Éloge du jaune

Sílvia Soler, dans un article du quotidien Ara, se penche avec la finesse et la culture qui la caractérisent sur l'irruption de son jaune dans la vie quotidienne des Catalans.

«Du plus loin que je m'en souvienne, ma couleur préférée a toujours été le jaune. Quand j'étais petite, c'était sans raison. J'aimais le jaune, un point c'est tout. Quand nous jouions à la maison aux petits chevaux, tout le monde savait que si je ne pouvais pas avoir le jaune, je ne jouais pas.

Au fil des ans, j'ai trouvé bien des raisons à cette préférence. Le jaune est une couleur lumineuse comme les jours ensoleillés, vivant et frais comme les citrons, optimiste et serein comme les bottes de paille. Le jaune a mille nuances et il peut être plutôt sombre et dense comme le miel, ou il peut devenir doré comme du champagne et léger comme les mèches blondes des cheveux des bébés.

Quand la peinture a commencé à m'intéresser, Vincent van Gogh a été mon élu parce que, comme moi, il était attiré par la couleur jaune et ses peintures s'emplissaient de cette couleur qui, grâce à lui ou par sa faute, est devenue la couleur de l'intensité, de la folie, de la liberté artistique.

J'aime donc que la couleur jaune soit la couleur choisie pour demander la liberté des prisonniers politiques. Pour dire que nous ne les oublions pas, que notre indignation perdure et s'accroît chaque jour supplémentaire de prison. J'aime que le jaune représente le désir de liberté et la vitalité de cette cause que nous savons juste.

Ils ont osé interdire le jaune. Et, à vrai dire, j'aime opposer notre jaune éclatant avec leur gris de plomb. Notre fermeté avec leurs interdictions. Notre constance avec leurs menaces. J'aime que les rues soient remplies d'écharpes et de foulards jaunes, d'anoraks et de gants jaunes, de blouses et de pulls jaunes. J'aime que Twitter se peigne de citrons, de yellow submarine et de mimosa.

J'aime que ma fidélité à la couleur jaune -un peu absurde, je l'avoue- ait fini par prendre sens. Peut-être que c'était une intuition de la choisir. Peut-être, après tout, les couleurs véhiculent des messages clairs. Nous portons le ruban jaune parce que nous sommes en faveur de la liberté, de la joie et de la lumière.
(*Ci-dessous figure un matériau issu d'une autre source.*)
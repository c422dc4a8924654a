//! Configuration loading and management
//!
//! Handles parsing of `tsk.toml` configuration files and resolution of
//! the data directory.

use std::path::{Path, PathBuf};

use directories::ProjectDirs;
use serde::{Deserialize, Serialize};

use crate::error::{Error, Result};

/// Config file name, looked up in the platform config directory unless an
/// explicit path is given.
pub const CONFIG_FILE: &str = "tsk.toml";

/// Main configuration structure
#[derive(Debug, Clone, Default, Serialize, Deserialize)]
pub struct Config {
    /// Override for the data directory
    #[serde(default)]
    pub data_dir: Option<PathBuf>,

    /// First-run seeding
    #[serde(default)]
    pub seed: SeedConfig,
}

/// First-run seed configuration
#[derive(Debug, Clone, Default, Serialize, Deserialize)]
pub struct SeedConfig {
    /// Seed fixed onboarding tasks instead of an empty list
    #[serde(default)]
    pub onboarding: bool,
}

impl Config {
    /// Load configuration from a `tsk.toml` file
    pub fn load(path: &Path) -> Result<Self> {
        let content = std::fs::read_to_string(path)?;
        let config: Config = toml::from_str(&content)?;
        config.validate()?;
        Ok(config)
    }

    /// Load configuration from an explicit path when given, otherwise from
    /// the platform config directory, otherwise defaults.
    pub fn load_or_default(explicit: Option<&Path>) -> Result<Self> {
        if let Some(path) = explicit {
            return Self::load(path);
        }
        let Some(dir) = default_config_dir() else {
            return Ok(Self::default());
        };
        let path = dir.join(CONFIG_FILE);
        if path.exists() {
            Self::load(&path)
        } else {
            Ok(Self::default())
        }
    }

    /// Save configuration to a file
    pub fn save(&self, path: &Path) -> Result<()> {
        let content = toml::to_string_pretty(self)?;
        std::fs::write(path, content)?;
        Ok(())
    }

    fn validate(&self) -> Result<()> {
        if let Some(dir) = &self.data_dir {
            if dir.as_os_str().is_empty() {
                return Err(Error::InvalidConfig(
                    "data_dir cannot be empty".to_string(),
                ));
            }
        }
        Ok(())
    }
}

/// Effective data directory: CLI flag first, then the config override,
/// then the platform data directory.
pub fn resolve_data_dir(flag: Option<PathBuf>, config: &Config) -> Result<PathBuf> {
    if let Some(dir) = flag {
        return Ok(dir);
    }
    if let Some(dir) = &config.data_dir {
        return Ok(dir.clone());
    }
    default_data_dir().ok_or_else(|| {
        Error::InvalidConfig(
            "no usable data directory; pass --data-dir or set data_dir in tsk.toml".to_string(),
        )
    })
}

/// Platform config directory for tsk
pub fn default_config_dir() -> Option<PathBuf> {
    ProjectDirs::from("", "", "tsk").map(|dirs| dirs.config_dir().to_path_buf())
}

/// Platform data directory for tsk
pub fn default_data_dir() -> Option<PathBuf> {
    ProjectDirs::from("", "", "tsk").map(|dirs| dirs.data_dir().to_path_buf())
}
Ces jours-ci je lis  Emily Dickinson, les poèmes choisis et traduits par Marcel Riera, que vient de publier Proa sous le titre de Ceci est ma lettre au monde. La poète dit que beaucoup de folie est le bon sens le plus divin et que beaucoup de bon sens est la pire des folies. Et de terminer par : «Si tu acceptes, tu es sensé / si tu t'y opposes, tu deviens immédiatement dangereux et te voilà menotté.»

Lisons Emily Dickinson et ne cessons de porter, plus que jamais, le ruban jaune.»